- _Exercise description_: Emit an exact copy of the lines running from the start of the records to the line containing "mirror root included", both included.

- _Stored records_:
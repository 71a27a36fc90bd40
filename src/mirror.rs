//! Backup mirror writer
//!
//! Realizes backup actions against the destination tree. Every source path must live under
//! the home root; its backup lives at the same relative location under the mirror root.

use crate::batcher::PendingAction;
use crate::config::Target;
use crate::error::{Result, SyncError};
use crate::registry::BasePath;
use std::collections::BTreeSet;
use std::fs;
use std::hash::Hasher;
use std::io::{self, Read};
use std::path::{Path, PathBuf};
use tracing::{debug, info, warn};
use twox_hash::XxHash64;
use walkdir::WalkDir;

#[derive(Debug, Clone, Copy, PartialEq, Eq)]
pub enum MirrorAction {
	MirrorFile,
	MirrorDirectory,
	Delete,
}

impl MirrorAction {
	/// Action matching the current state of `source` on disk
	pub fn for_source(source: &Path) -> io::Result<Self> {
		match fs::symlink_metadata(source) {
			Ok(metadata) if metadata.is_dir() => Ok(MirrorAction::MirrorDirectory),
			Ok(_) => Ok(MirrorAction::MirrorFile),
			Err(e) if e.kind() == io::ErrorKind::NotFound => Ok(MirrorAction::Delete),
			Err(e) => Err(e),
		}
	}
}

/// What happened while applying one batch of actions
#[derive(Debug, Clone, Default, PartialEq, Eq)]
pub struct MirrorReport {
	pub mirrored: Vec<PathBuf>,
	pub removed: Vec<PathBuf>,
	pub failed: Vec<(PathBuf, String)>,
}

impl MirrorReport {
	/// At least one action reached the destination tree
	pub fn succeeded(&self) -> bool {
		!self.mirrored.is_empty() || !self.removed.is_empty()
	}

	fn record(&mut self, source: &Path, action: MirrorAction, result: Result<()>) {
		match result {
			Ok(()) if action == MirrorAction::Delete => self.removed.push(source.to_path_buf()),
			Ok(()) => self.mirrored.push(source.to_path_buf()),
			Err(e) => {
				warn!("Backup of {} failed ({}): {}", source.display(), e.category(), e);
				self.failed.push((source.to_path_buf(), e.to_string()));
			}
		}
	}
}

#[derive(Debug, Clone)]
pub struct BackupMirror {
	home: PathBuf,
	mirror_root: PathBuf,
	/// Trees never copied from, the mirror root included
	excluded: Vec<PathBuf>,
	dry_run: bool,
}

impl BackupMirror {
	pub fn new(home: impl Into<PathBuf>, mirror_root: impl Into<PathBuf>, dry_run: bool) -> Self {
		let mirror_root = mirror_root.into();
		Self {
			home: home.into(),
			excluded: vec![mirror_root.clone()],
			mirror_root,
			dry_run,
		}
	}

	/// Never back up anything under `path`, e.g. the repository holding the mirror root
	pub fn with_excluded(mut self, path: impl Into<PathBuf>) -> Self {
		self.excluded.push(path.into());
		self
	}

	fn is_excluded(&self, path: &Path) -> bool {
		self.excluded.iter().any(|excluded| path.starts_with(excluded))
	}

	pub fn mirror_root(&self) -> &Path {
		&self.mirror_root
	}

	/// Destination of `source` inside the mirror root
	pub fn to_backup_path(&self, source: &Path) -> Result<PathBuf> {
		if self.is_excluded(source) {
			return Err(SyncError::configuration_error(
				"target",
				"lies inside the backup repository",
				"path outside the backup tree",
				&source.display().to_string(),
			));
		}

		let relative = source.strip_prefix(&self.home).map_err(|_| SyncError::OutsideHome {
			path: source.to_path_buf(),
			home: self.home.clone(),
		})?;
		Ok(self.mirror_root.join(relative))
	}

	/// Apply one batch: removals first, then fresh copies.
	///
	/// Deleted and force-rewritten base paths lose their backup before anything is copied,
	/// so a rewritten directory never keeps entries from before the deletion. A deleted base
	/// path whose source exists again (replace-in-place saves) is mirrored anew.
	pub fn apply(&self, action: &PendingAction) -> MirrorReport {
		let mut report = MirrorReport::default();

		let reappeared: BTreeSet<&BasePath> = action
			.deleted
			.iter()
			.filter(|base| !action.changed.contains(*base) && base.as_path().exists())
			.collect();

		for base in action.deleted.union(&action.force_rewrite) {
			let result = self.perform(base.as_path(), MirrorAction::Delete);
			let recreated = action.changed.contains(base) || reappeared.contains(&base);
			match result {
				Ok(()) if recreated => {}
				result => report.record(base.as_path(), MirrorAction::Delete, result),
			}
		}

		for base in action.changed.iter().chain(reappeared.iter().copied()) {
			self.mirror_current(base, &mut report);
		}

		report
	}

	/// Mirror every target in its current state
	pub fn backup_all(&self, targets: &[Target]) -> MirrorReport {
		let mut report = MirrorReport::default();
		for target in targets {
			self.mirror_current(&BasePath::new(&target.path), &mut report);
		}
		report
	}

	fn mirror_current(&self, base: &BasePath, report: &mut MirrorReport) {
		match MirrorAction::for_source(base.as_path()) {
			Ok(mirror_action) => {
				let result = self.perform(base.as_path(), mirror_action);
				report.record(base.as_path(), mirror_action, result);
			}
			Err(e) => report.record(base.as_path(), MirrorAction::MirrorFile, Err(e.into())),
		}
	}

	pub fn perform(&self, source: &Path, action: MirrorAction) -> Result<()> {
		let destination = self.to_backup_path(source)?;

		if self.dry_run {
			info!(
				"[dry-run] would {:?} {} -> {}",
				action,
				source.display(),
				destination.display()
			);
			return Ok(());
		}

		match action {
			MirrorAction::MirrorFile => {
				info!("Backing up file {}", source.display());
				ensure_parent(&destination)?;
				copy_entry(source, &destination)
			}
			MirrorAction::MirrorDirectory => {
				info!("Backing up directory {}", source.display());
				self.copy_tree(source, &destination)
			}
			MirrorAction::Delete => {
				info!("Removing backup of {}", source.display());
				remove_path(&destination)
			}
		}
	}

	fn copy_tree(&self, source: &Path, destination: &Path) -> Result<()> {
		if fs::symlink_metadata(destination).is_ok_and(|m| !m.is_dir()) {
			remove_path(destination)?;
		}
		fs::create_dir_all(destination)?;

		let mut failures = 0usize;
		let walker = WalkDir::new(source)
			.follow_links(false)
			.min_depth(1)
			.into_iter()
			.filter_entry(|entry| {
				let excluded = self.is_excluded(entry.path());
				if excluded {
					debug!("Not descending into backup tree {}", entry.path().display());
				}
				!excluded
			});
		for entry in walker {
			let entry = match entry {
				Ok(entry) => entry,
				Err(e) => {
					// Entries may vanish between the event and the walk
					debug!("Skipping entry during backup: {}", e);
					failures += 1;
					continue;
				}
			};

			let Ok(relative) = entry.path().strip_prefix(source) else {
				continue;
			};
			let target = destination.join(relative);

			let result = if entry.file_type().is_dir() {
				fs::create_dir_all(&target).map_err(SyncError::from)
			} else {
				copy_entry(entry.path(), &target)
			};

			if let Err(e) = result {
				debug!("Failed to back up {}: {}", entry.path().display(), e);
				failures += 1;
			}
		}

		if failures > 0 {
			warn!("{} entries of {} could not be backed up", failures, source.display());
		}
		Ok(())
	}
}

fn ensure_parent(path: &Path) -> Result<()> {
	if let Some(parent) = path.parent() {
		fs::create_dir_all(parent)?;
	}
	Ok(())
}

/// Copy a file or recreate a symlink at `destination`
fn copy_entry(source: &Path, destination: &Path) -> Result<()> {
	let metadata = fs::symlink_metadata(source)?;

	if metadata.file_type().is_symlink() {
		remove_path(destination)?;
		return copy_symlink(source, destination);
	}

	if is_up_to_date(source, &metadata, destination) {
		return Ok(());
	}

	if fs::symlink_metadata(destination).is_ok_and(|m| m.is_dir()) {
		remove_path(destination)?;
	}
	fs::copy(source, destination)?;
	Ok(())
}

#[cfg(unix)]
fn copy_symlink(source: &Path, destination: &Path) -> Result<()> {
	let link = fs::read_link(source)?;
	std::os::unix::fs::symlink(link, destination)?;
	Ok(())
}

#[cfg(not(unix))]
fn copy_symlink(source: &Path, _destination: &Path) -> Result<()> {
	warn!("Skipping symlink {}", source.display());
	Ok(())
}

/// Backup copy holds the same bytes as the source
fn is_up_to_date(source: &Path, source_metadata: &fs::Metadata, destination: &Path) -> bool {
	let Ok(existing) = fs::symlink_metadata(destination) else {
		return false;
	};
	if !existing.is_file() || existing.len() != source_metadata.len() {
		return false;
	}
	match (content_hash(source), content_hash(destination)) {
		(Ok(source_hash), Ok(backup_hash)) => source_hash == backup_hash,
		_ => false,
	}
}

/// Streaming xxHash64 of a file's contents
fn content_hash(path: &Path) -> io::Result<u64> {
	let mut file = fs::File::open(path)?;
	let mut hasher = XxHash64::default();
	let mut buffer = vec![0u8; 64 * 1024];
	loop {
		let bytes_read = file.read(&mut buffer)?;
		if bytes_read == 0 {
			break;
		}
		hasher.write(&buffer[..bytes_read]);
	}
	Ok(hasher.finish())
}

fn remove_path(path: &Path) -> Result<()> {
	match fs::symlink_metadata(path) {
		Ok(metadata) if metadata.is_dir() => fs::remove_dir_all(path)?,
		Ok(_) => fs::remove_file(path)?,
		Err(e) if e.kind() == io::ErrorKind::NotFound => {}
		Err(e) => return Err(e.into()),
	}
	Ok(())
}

- _Solution for this problem_:
repository 71a27a36fc90bd40
filename src/mirror.rs
//! Backup mirror writer
//!
//! Realizes backup actions against the destination tree. Every source path must live under
//! the home root; its backup lives at the same relative location under the mirror root.

use crate::batcher::PendingAction;
use crate::config::Target;
use crate::error::{Result, SyncError};
use crate::registry::BasePath;
use std::collections::BTreeSet;
use std::fs;
use std::hash::Hasher;
use std::io::{self, Read};
use std::path::{Path, PathBuf};
use tracing::{debug, info, warn};
use twox_hash::XxHash64;
use walkdir::WalkDir;

#[derive(Debug, Clone, Copy, PartialEq, Eq)]
pub enum MirrorAction {
	MirrorFile,
	MirrorDirectory,
	Delete,
}

impl MirrorAction {
	/// Action matching the current state of `source` on disk
	pub fn for_source(source: &Path) -> io::Result<Self> {
		match fs::symlink_metadata(source) {
			Ok(metadata) if metadata.is_dir() => Ok(MirrorAction::MirrorDirectory),
			Ok(_) => Ok(MirrorAction::MirrorFile),
			Err(e) if e.kind() == io::ErrorKind::NotFound => Ok(MirrorAction::Delete),
			Err(e) => Err(e),
		}
	}
}

/// What happened while applying one batch of actions
#[derive(Debug, Clone, Default, PartialEq, Eq)]
pub struct MirrorReport {
	pub mirrored: Vec<PathBuf>,
	pub removed: Vec<PathBuf>,
	pub failed: Vec<(PathBuf, String)>,
}

impl MirrorReport {
	/// At least one action reached the destination tree
	pub fn succeeded(&self) -> bool {
		!self.mirrored.is_empty() || !self.removed.is_empty()
	}

	fn record(&mut self, source: &Path, action: MirrorAction, result: Result<()>) {
		match result {
			Ok(()) if action == MirrorAction::Delete => self.removed.push(source.to_path_buf()),
			Ok(()) => self.mirrored.push(source.to_path_buf()),
			Err(e) => {
				warn!("Backup of {} failed ({}): {}", source.display(), e.category(), e);
				self.failed.push((source.to_path_buf(), e.to_string()));
			}
		}
	}
}

#[derive(Debug, Clone)]
pub struct BackupMirror {
	home: PathBuf,
	mirror_root: PathBuf,
	/// Trees never copied from, the mirror root included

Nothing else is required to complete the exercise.